[WHAT YOU SHOULD DO] The expected answer is the data below, retyped exactly.

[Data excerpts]

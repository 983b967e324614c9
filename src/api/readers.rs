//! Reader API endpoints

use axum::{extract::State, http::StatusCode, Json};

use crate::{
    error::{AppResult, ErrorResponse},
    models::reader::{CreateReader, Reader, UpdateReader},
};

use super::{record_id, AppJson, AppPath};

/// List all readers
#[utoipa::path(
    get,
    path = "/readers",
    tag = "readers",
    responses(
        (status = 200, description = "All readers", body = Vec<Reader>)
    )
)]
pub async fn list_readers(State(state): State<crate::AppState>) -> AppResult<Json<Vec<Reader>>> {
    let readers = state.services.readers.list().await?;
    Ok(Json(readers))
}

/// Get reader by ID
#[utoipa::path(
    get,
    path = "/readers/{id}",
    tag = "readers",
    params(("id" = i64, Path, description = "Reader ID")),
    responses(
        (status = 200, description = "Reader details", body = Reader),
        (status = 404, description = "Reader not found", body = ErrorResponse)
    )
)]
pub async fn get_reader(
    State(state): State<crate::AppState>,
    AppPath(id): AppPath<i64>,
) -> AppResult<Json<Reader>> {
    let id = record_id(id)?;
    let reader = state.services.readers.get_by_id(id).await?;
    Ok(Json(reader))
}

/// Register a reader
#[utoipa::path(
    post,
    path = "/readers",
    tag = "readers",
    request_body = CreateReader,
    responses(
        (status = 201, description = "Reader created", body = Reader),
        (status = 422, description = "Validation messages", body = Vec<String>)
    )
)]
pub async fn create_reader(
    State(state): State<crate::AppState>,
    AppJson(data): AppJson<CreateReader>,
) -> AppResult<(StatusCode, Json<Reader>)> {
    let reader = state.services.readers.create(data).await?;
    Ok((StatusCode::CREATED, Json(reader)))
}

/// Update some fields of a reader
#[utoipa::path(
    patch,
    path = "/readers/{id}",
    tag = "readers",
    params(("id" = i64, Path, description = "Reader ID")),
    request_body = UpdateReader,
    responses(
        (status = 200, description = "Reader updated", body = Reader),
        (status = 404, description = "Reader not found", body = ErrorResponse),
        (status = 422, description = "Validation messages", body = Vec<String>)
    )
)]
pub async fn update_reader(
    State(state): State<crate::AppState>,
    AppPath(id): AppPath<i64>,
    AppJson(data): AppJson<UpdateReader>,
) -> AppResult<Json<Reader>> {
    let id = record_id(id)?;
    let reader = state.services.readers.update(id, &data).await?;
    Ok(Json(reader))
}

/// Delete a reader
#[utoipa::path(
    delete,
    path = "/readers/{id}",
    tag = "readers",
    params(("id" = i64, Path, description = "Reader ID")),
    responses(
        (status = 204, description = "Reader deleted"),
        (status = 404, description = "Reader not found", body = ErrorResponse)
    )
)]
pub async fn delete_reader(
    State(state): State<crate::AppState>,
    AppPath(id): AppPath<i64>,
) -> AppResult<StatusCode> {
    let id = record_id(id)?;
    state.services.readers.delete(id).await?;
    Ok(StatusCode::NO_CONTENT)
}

[YOUR SOLUTION]
repository 983b967e324614c9
filename src/api/readers.rs
//! Reader API endpoints

use axum::{extract::State, http::StatusCode, Json};

use crate::{
    error::{AppResult, ErrorResponse},
    models::reader::{CreateReader, Reader, UpdateReader},
};

use super::{record_id, AppJson, AppPath};

/// List all readers
#[utoipa::path(
    get,
    path = "/readers",
    tag = "readers",
    responses(
        (status = 200, description = "All readers", body = Vec<Reader>)
    )
)]
pub async fn list_readers(State(state): State<crate::AppState>) -> AppResult<Json<Vec<Reader>>> {
    let readers = state.services.readers.list().await?;
    Ok(Json(readers))
}

/// Get reader by ID
#[utoipa::path(
    get,
    path = "/readers/{id}",
    tag = "readers",
    params(("id" = i64, Path, description = "Reader ID")),
    responses(
        (status = 200, description = "Reader details", body = Reader),
        (status = 404, description = "Reader not found", body = ErrorResponse)
    )
)]
pub async fn get_reader(
    State(state): State<crate::AppState>,
    AppPath(id): AppPath<i64>,
) -> AppResult<Json<Reader>> {
    let id = record_id(id)?;
    let reader = state.services.readers.get_by_id(id).await?;
    Ok(Json(reader))
}

/// Register a reader
#[utoipa::path(
    post,
    path = "/readers",
    tag = "readers",
    request_body = CreateReader,
    responses(
        (status = 201, description = "Reader created", body = Reader),
        (status = 422, description = "Validation messages", body = Vec<String>)
    )
)]
pub async fn create_reader(
    State(state): State<crate::AppState>,
    AppJson(data): AppJson<CreateReader>,
) -> AppResult<(StatusCode, Json<Reader>)> {
    let reader = state.services.readers.create(data).await?;
    Ok((StatusCode::CREATED, Json(reader)))
}

/// Update some fields of a reader
#[utoipa::path(
    patch,
    path = "/readers/{id}",
    tag = "readers",
    params(("id" = i64, Path, description = "Reader ID")),
    request_body = UpdateReader,
    responses(
        (status = 200, description = "Reader updated", body = Reader),
        (status = 404, description = "Reader not found", body = ErrorResponse),
        (status = 422, description = "Validation messages", body = Vec<String>)
    )
)]
pub async fn update_reader(
    State(state): State<crate::AppState>,
    AppPath(id): AppPath<i64>,
    AppJson(data): AppJson<UpdateReader>,
) -> AppResult<Json<Reader>> {
    let id = record_id(id)?;
    let reader = state.services.readers.update(id, &data).await?;
    Ok(Json(reader))
}

/// Delete a reader
#[utoipa::path(
    delete,
    path = "/readers/{id}",
    tag = "readers",
    params(("id" = i64, Path, description = "Reader ID")),
    responses(
        (status = 204, description = "Reader deleted"),
        (status = 404, description = "Reader not found", body = ErrorResponse)
    )
)]
pub async fn delete_reader(
    State(state): State<crate::AppState>,
    AppPath(id): AppPath<i64>,
) -> AppResult<StatusCode> {
    let id = record_id(id)?;
    state.services.readers.delete(id).await?;
    Ok(StatusCode::NO_CONTENT)
}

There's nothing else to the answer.